*RECORDS FOR THE TASK:*

┌──

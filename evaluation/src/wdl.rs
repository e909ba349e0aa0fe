use std::fmt;

use crate::traits::WinProbability;

pub const MAX_WIN_PROBABILITY: u8 = 100;

const MIN_MATERIAL: i32 = 17;
const MAX_MATERIAL: i32 = 78;

/// Material index the polynomial coefficients are normalized to.
const MATERIAL_NORM: f64 = 58.0;

// Logistic fit of game outcomes against centipawn score, parameterized by
// material. a(m) is the score at which win and draw are equally likely,
// b(m) the spread.
const AS: [f64; 4] = [-72.49, 189.89, -154.68, 195.27];
const BS: [f64; 4] = [29.97, -43.76, 22.06, 24.82];

/// Win/draw/loss per mille for a given score.
#[derive(Debug, Clone, Copy, PartialEq, Eq)]
pub struct Wdl {
    pub win: i32,
    pub draw: i32,
    pub loss: i32,
}

impl Wdl {
    /// Expected score in percent, rounded into a bucket.
    pub fn win_probability(&self) -> u8 {
        let expected = (self.win as f64 + self.draw as f64 / 2.0) / 10.0;
        expected.round().clamp(0.0, MAX_WIN_PROBABILITY as f64) as u8
    }
}

/// Material-aware win/draw/loss model.
#[derive(Debug, Clone, Copy, Default)]
pub struct WdlModel;

impl WdlModel {
    pub fn new() -> Self {
        Self
    }

    fn params(material: i32) -> (f64, f64) {
        let m = material.clamp(MIN_MATERIAL, MAX_MATERIAL) as f64 / MATERIAL_NORM;
        let a = ((AS[0] * m + AS[1]) * m + AS[2]) * m + AS[3];
        let b = ((BS[0] * m + BS[1]) * m + BS[2]) * m + BS[3];
        (a, b)
    }

    fn win_rate(value: i32, a: f64, b: f64) -> i32 {
        (1000.0 / (1.0 + ((a - value as f64) / b).exp())).round() as i32
    }

    pub fn wdl(&self, value: i32, material: i32) -> Wdl {
        let (a, b) = Self::params(material);
        let win = Self::win_rate(value, a, b);
        let loss = Self::win_rate(-value, a, b);
        Wdl {
            win,
            draw: 1000 - win - loss,
            loss,
        }
    }
}

impl WinProbability for WdlModel {
    #[inline]
    fn win_probability_by_material(&self, value: i32, material: i32) -> u8 {
        self.wdl(value, material).win_probability()
    }
}

/// Shashin zones over the win-probability scale, from the side to move's view.
#[derive(Debug, Clone, Copy, PartialEq, Eq, PartialOrd, Ord)]
pub enum Zone {
    HighPetrosian,
    HighMiddlePetrosian,
    MiddlePetrosian,
    MiddleLowPetrosian,
    LowPetrosian,
    CapablancaPetrosian,
    Capablanca,
    CapablancaTal,
    LowTal,
    MiddleLowTal,
    MiddleTal,
    HighMiddleTal,
    HighTal,
}

/// Inclusive upper bucket of each zone, ascending.
const ZONE_CEILINGS: [(u8, Zone); 13] = [
    (5, Zone::HighPetrosian),
    (10, Zone::HighMiddlePetrosian),
    (15, Zone::MiddlePetrosian),
    (20, Zone::MiddleLowPetrosian),
    (24, Zone::LowPetrosian),
    (49, Zone::CapablancaPetrosian),
    (50, Zone::Capablanca),
    (75, Zone::CapablancaTal),
    (79, Zone::LowTal),
    (84, Zone::MiddleLowTal),
    (89, Zone::MiddleTal),
    (94, Zone::HighMiddleTal),
    (MAX_WIN_PROBABILITY, Zone::HighTal),
];

impl Zone {
    pub fn from_win_probability(wp: u8) -> Self {
        let idx = ZONE_CEILINGS.partition_point(|&(ceiling, _)| ceiling < wp);
        ZONE_CEILINGS
            .get(idx)
            .map_or(Zone::HighTal, |&(_, zone)| zone)
    }

    pub fn label(self) -> &'static str {
        match self {
            Zone::HighPetrosian => "High Petrosian (Losing position)",
            Zone::HighMiddlePetrosian => "High-Middle Petrosian (Decisive disadvantage)",
            Zone::MiddlePetrosian => "Middle Petrosian (Clear disadvantage)",
            Zone::MiddleLowPetrosian => "Middle-Low Petrosian (Significant disadvantage)",
            Zone::LowPetrosian => "Low Petrosian (Slight disadvantage)",
            Zone::CapablancaPetrosian => {
                "Chaos: Capablanca-Petrosian (Balanced with opponent pressure)"
            }
            Zone::Capablanca => "Capablanca (Equal position)",
            Zone::CapablancaTal => "Chaos: Capablanca-Tal (Initiative)",
            Zone::LowTal => "Low Tal (Slight advantage)",
            Zone::MiddleLowTal => "Middle-Low Tal (Growing advantage)",
            Zone::MiddleTal => "Middle Tal (Clear advantage)",
            Zone::HighMiddleTal => "High-Middle Tal (Dominant position)",
            Zone::HighTal => "High Tal (Winning position)",
        }
    }
}

impl fmt::Display for Zone {
    fn fmt(&self, f: &mut fmt::Formatter<'_>) -> fmt::Result {
        f.write_str(self.label())
    }
}
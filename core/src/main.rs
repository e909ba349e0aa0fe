mod analyzer;
mod app;
mod args;
mod config;
mod sample;

use app::Mentor;
use args::{Args, Command};
use clap::Parser;
use log::LevelFilter;
use simplelog::{Config, WriteLogger};
use std::error::Error;
use std::fs::File;

fn main() -> Result<(), Box<dyn Error>> {
    let args = init()?;

    match &args.command {
        Some(Command::Sample(sample_args)) => sample::run(sample_args),
        None => Mentor::new().run(),
    }
}

fn init() -> Result<Args, Box<dyn Error>> {
    let args = Args::parse();

    if let Some(log_file) = &args.log_file {
        WriteLogger::init(
            LevelFilter::Debug,
            Config::default(),
            File::create(log_file)?,
        )?;
    }

    Ok(args)
}
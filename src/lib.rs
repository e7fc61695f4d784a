//! # pweld
//!
//! Lock-free parallel vertex clustering for triangle mesh reduction.
//!
//! This is the umbrella crate that provides convenient access to the whole
//! pipeline. Use it to get everything in one place, or depend on the
//! individual crates for more granular control over dependencies.
//!
//! ## Pipeline
//!
//! - **Core**: mesh and point types, errors ([`pweld_core`])
//! - **Spatial**: k-d tree with id-partitioned radius queries ([`pweld_spatial`])
//! - **I/O**: PLY reading and writing ([`pweld_io`])
//! - **Cluster**: the P-Weld merge algorithms and epsilon search
//!   ([`pweld_cluster`])
//!
//! ## Quick start
//!
//! ```
//! use pweld::prelude::*;
//! use pweld::{KdTree, Point3};
//!
//! let mesh = TriangleMesh::from_vertices_and_triangles(
//!     vec![
//!         Point3::new(0.0, 0.0, 0.0),
//!         Point3::new(0.001, 0.0, 0.0),
//!         Point3::new(1.0, 0.0, 0.0),
//!     ],
//!     vec![[0, 1, 2]],
//! );
//! let index = KdTree::from_mesh(&mesh);
//! let config = ThreadPoolConfig::new().with_threads(2);
//!
//! let reduced = merge_vertices_forward(&mesh, &index, 0.01, &config).unwrap();
//! assert_eq!(reduced.vertex_count(), 2);
//! ```

// Re-export core functionality
pub use pweld_core::*;

// Re-export sub-crates
pub use pweld_cluster as cluster;
pub use pweld_io as io;
pub use pweld_spatial as spatial;

pub use pweld_spatial::KdTree;

/// Convenient imports for common use cases
pub mod prelude {
    pub use pweld_cluster::{
        find_epsilon, merge_close_vertices, merge_vertices, merge_vertices_forward,
        merge_vertices_forward_async, ThreadPoolConfig, WeldVariant,
    };
    pub use pweld_core::{Error, Point3d, Result, TriangleMesh, Vector3d};
    pub use pweld_io::{read_mesh, write_mesh, MeshReader, MeshWriter};
    pub use pweld_spatial::KdTree;
}
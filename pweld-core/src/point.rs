//! Point and vector type aliases

use nalgebra::{Point3, Vector3};

/// A 3D point with double precision coordinates
pub type Point3d = Point3<f64>;

/// A 3D vector with double precision components
pub type Vector3d = Vector3<f64>;
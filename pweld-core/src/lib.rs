//! Core data structures for pweld
//!
//! This crate provides the fundamental types shared by the pweld mesh
//! reduction pipeline: triangle meshes, point aliases, error handling,
//! and the nearest-neighbour search trait implemented by the spatial index.

pub mod error;
pub mod mesh;
pub mod point;
pub mod traits;

pub use error::*;
pub use mesh::*;
pub use point::*;
pub use traits::*;

/// Re-export commonly used types from nalgebra
pub use nalgebra::{Point3, Vector3};

/// Common result type for pweld operations
pub type Result<T> = std::result::Result<T, Error>;
//! Asynchronous forward variant of the parallel vertex clustering algorithm.
//!
//! Runs the same atomic protocol as the synchronous variant but counts the
//! centroids each worker slot discovers while the rounds are still running,
//! in cache-line-separated counters. An exclusive prefix sum over those
//! counters then gives every slot its output offset without a sequential
//! centroid-counting pass, centroids are emitted in parallel into disjoint
//! output windows, and the remaining non-centroid folding overlaps with the
//! triangle remap.
//!
//! The vertex range `[0, n)` is statically partitioned into one contiguous
//! range per slot so that a slot's counter matches exactly the centroids of
//! its range.

use crate::neighbours::prepare_neighbours;
use crate::reduce::carry_attributes;
use crate::{validate_weld_input, ThreadPoolConfig};
use log::debug;
use pweld_core::{Point3d, Result, TriangleMesh};
use pweld_spatial::KdTree;
use rayon::prelude::*;
use rayon::ThreadPool;
use std::ops::Range;
use std::sync::atomic::{AtomicI32, AtomicU32, Ordering};

/// Per-slot centroid counter, padded to a full cache line so neighbouring
/// slots never share one.
#[repr(align(64))]
struct PaddedCounter(AtomicU32);

/// Merge all vertices closer than `epsilon` using the asynchronous parallel
/// algorithm, returning the reduced mesh.
pub fn merge_vertices_forward_async(
    mesh: &TriangleMesh,
    index: &KdTree,
    epsilon: f64,
    config: &ThreadPoolConfig,
) -> Result<TriangleMesh> {
    validate_weld_input(mesh, epsilon)?;
    let pool = crate::parallel::build_pool(config)?;
    Ok(forward_async_weld(mesh, index, epsilon, &pool))
}

pub(crate) fn forward_async_weld(
    mesh: &TriangleMesh,
    index: &KdTree,
    epsilon: f64,
    pool: &ThreadPool,
) -> TriangleMesh {
    let n = mesh.vertex_count();
    let lists = prepare_neighbours(&mesh.vertices, index, epsilon, pool);

    let cp: Vec<AtomicU32> = (0..n).map(|i| AtomicU32::new(i as u32)).collect();
    let remaining: Vec<AtomicI32> = lists
        .smaller_counts
        .iter()
        .map(|&c| AtomicI32::new(c as i32 - 1))
        .collect();

    let num_slots = pool.current_num_threads().max(1);
    let ranges = partition_ranges(n, num_slots);
    let counters: Vec<PaddedCounter> = (0..num_slots)
        .map(|_| PaddedCounter(AtomicU32::new(0)))
        .collect();

    let mut rounds = 0;
    let mut should_continue = true;
    while should_continue {
        rounds += 1;
        should_continue = pool.install(|| {
            ranges
                .par_iter()
                .enumerate()
                .map(|(slot, range)| {
                    let mut any_unfinished = false;
                    let mut found = 0u32;
                    for i in range.clone() {
                        let (unfinished, acted_as_centroid) =
                            crate::forward::process_vertex(i, &lists, &cp, &remaining);
                        any_unfinished |= unfinished;
                        found += u32::from(acted_as_centroid);
                    }
                    // Only this slot's task touches this counter.
                    counters[slot].0.fetch_add(found, Ordering::Relaxed);
                    any_unfinished
                })
                .reduce(|| false, |a, b| a | b)
        });
    }
    debug!(
        "forward-async weld converged after {} rounds over {} vertices",
        rounds, n
    );

    let cp: Vec<u32> = cp.into_iter().map(AtomicU32::into_inner).collect();

    // Exclusive prefix sum over the per-slot counters: each slot's output
    // offset, and in total the cluster count.
    let counts: Vec<usize> = counters
        .iter()
        .map(|c| c.0.load(Ordering::Relaxed) as usize)
        .collect();
    let mut offsets = Vec::with_capacity(num_slots);
    let mut cluster_count = 0usize;
    for &c in &counts {
        offsets.push(cluster_count);
        cluster_count += c;
    }

    let mut new_vertices = vec![Point3d::origin(); cluster_count];
    let mut pid2ccid = vec![0u32; n];

    // Carve one disjoint output window per slot, then emit centroids in
    // parallel. Output ids stay dense because windows are laid out in slot
    // order and filled in ascending vertex id within each slot.
    {
        let mut work: Vec<(Range<usize>, u32, &mut [u32], &mut [Point3d])> =
            Vec::with_capacity(num_slots);
        let mut vert_rest: &mut [Point3d] = &mut new_vertices;
        let mut pid_rest: &mut [u32] = &mut pid2ccid;
        for (slot, range) in ranges.iter().enumerate() {
            let (verts, tail) = std::mem::take(&mut vert_rest).split_at_mut(counts[slot]);
            vert_rest = tail;
            let (pids, tail) = std::mem::take(&mut pid_rest).split_at_mut(range.len());
            pid_rest = tail;
            work.push((range.clone(), offsets[slot] as u32, pids, verts));
        }

        let vertices = &mesh.vertices;
        let cp_ref = &cp;
        pool.install(|| {
            work.into_par_iter().for_each(|(range, offset, pids, verts)| {
                let start = range.start;
                let mut local = 0usize;
                for i in range {
                    if cp_ref[i] as usize == i {
                        verts[local] = vertices[i];
                        pids[i - start] = offset + local as u32;
                        local += 1;
                    }
                }
            });
        });
    }

    let (normals, colors) = carry_attributes(mesh, &cp, &pid2ccid, cluster_count);

    // Fold non-centroid positions into the running means from a single task
    // while the triangles are remapped in parallel beside it. pid2ccid is
    // only populated at centroid ids here, so the remap goes through cp.
    let mut member_counts = vec![1u32; cluster_count];
    let mut triangles = mesh.triangles.clone();
    {
        let vertices = &mesh.vertices;
        let cp_ref = &cp;
        let pid_ref = &pid2ccid;
        let new_vertices = &mut new_vertices;
        let member_counts = &mut member_counts;
        pool.install(|| {
            rayon::join(
                || {
                    for i in 0..n {
                        if cp_ref[i] as usize != i {
                            let ccid = pid_ref[cp_ref[i] as usize] as usize;
                            let previous_size = member_counts[ccid] as f64;
                            member_counts[ccid] += 1;
                            new_vertices[ccid] = Point3d::from(
                                (previous_size * new_vertices[ccid].coords + vertices[i].coords)
                                    / (previous_size + 1.0),
                            );
                        }
                    }
                },
                || {
                    triangles.par_iter_mut().for_each(|t| {
                        for v in t.iter_mut() {
                            *v = pid_ref[cp_ref[*v as usize] as usize];
                        }
                    });
                },
            );
        });
    }

    TriangleMesh {
        vertices: new_vertices,
        triangles,
        normals,
        colors,
    }
}

/// Split `[0, n)` into `slots` contiguous near-equal ranges.
fn partition_ranges(n: usize, slots: usize) -> Vec<Range<usize>> {
    let base = n / slots;
    let remainder = n % slots;
    let mut ranges = Vec::with_capacity(slots);
    let mut start = 0;
    for slot in 0..slots {
        let len = base + usize::from(slot < remainder);
        ranges.push(start..start + len);
        start += len;
    }
    ranges
}
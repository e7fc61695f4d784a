//! Ear-clipping triangulation of polygonal PLY faces.
//!
//! Faces with more than three vertices are flattened onto the dominant plane
//! of their Newell normal and clipped ear by ear. An ear is a convex corner
//! whose triangle contains no other polygon vertex.

use pweld_core::Point3d;

/// Triangulate one polygonal face given as positions into `polygon`, which
/// holds global vertex ids. Returns triangles of global ids, or an empty
/// vector when the polygon cannot be clipped (degenerate or self-crossing).
pub(crate) fn triangulate_face(vertices: &[Point3d], polygon: &[usize]) -> Vec<[usize; 3]> {
    let n = polygon.len();
    if n < 3 {
        return Vec::new();
    }
    if n == 3 {
        return vec![[polygon[0], polygon[1], polygon[2]]];
    }

    // Newell normal decides the projection plane.
    let mut normal = [0.0f64; 3];
    for i in 0..n {
        let a = &vertices[polygon[i]];
        let b = &vertices[polygon[(i + 1) % n]];
        normal[0] += (a.y - b.y) * (a.z + b.z);
        normal[1] += (a.z - b.z) * (a.x + b.x);
        normal[2] += (a.x - b.x) * (a.y + b.y);
    }
    let dominant = if normal[0].abs() >= normal[1].abs() && normal[0].abs() >= normal[2].abs() {
        0
    } else if normal[1].abs() >= normal[2].abs() {
        1
    } else {
        2
    };
    if normal[dominant] == 0.0 {
        return Vec::new();
    }

    let project = |id: usize| -> [f64; 2] {
        let p = &vertices[id];
        match dominant {
            0 => [p.y, p.z],
            1 => [p.z, p.x],
            _ => [p.x, p.y],
        }
    };

    let mut points: Vec<[f64; 2]> = polygon.iter().map(|&id| project(id)).collect();
    let mut index_map: Vec<usize> = polygon.to_vec();

    // Ensure counter-clockwise winding in the projection.
    let mut signed_area = 0.0;
    for i in 0..n {
        let a = points[i];
        let b = points[(i + 1) % n];
        signed_area += a[0] * b[1] - b[0] * a[1];
    }
    if signed_area == 0.0 {
        return Vec::new();
    }
    if signed_area < 0.0 {
        points.reverse();
        index_map.reverse();
    }

    let mut triangles = Vec::with_capacity(n - 2);
    while points.len() > 3 {
        let m = points.len();
        let mut ear = None;
        for i in 0..m {
            let prev = (i + m - 1) % m;
            let next = (i + 1) % m;
            if is_ear(&points, prev, i, next) {
                ear = Some((prev, i, next));
                break;
            }
        }
        match ear {
            Some((prev, i, next)) => {
                triangles.push([index_map[prev], index_map[i], index_map[next]]);
                points.remove(i);
                index_map.remove(i);
            }
            None => return Vec::new(),
        }
    }
    triangles.push([index_map[0], index_map[1], index_map[2]]);
    triangles
}

fn is_ear(points: &[[f64; 2]], prev: usize, curr: usize, next: usize) -> bool {
    let a = points[prev];
    let b = points[curr];
    let c = points[next];

    // The corner must be convex: a left turn in CCW winding.
    if cross(a, b, c) <= 0.0 {
        return false;
    }
    for (i, &p) in points.iter().enumerate() {
        if i == prev || i == curr || i == next {
            continue;
        }
        if point_in_triangle(p, a, b, c) {
            return false;
        }
    }
    true
}

#[inline]
fn cross(a: [f64; 2], b: [f64; 2], c: [f64; 2]) -> f64 {
    (b[0] - a[0]) * (c[1] - a[1]) - (b[1] - a[1]) * (c[0] - a[0])
}

fn point_in_triangle(p: [f64; 2], a: [f64; 2], b: [f64; 2], c: [f64; 2]) -> bool {
    let d1 = cross(p, a, b);
    let d2 = cross(p, b, c);
    let d3 = cross(p, c, a);
    let has_neg = d1 < 0.0 || d2 < 0.0 || d3 < 0.0;
    let has_pos = d1 > 0.0 || d2 > 0.0 || d3 > 0.0;
    !(has_neg && has_pos)
}
//! Error types for pweld

use thiserror::Error;

/// Main error type for pweld operations
#[derive(Error, Debug)]
pub enum Error {
    #[error("I/O error: {0}")]
    Io(#[from] std::io::Error),

    #[error("Parse error: {0}")]
    Parse(String),

    #[error("Out of range: {0}")]
    OutOfRange(String),

    #[error("Unsupported: {0}")]
    Unsupported(String),

    #[error("Algorithm error: {0}")]
    Algorithm(String),
}

/// Result type alias for pweld operations
pub type Result<T> = std::result::Result<T, Error>;
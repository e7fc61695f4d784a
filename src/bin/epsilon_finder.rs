//! Command line tool that finds the epsilon achieving a target reduction.
//!
//! Reads a PLY mesh and searches for the merge radius that removes
//! approximately the requested percentage of vertices.

use clap::Parser;
use pweld::prelude::*;
use pweld::KdTree;
use std::path::PathBuf;
use std::process::ExitCode;

#[derive(Parser)]
#[command(
    name = "epsilon-finder",
    about = "Find the epsilon that reduces a mesh's vertex count by a given percentage"
)]
struct Args {
    /// Path to the input mesh (must be .ply)
    input: PathBuf,

    /// Percentage of vertices to remove (e.g. 10 for one tenth)
    percent: f64,

    /// Number of worker threads
    threads: usize,
}

fn main() -> ExitCode {
    env_logger::init();
    let args = Args::parse();
    match run(&args) {
        Ok(()) => ExitCode::SUCCESS,
        Err(e) => {
            eprintln!("error: {}", e);
            ExitCode::FAILURE
        }
    }
}

fn run(args: &Args) -> Result<()> {
    println!("Configuration:");
    println!("\t-path to dataset: {}", args.input.display());
    println!("\t-reduction rate: {}%", args.percent);
    println!("\t-number of threads: {}", args.threads);

    let mesh = read_mesh(&args.input)?;
    let index = KdTree::from_mesh(&mesh);
    let config = ThreadPoolConfig::new().with_threads(args.threads);

    let epsilon = find_epsilon(&mesh, &index, args.percent / 100.0, &config)?;
    println!("Epsilon: {}", epsilon);
    Ok(())
}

└──

Taking the lines above, repeat exactly those from the line that contains "const MIN_MATERIAL: i32 = 17;" through the line that contains "score, parameterized by", and both of those lines as well. Include nothing else.

const MIN_MATERIAL: i32 = 17;
const MAX_MATERIAL: i32 = 78;

/// Material index the polynomial coefficients are normalized to.
const MATERIAL_NORM: f64 = 58.0;

// Logistic fit of game outcomes against centipawn score, parameterized by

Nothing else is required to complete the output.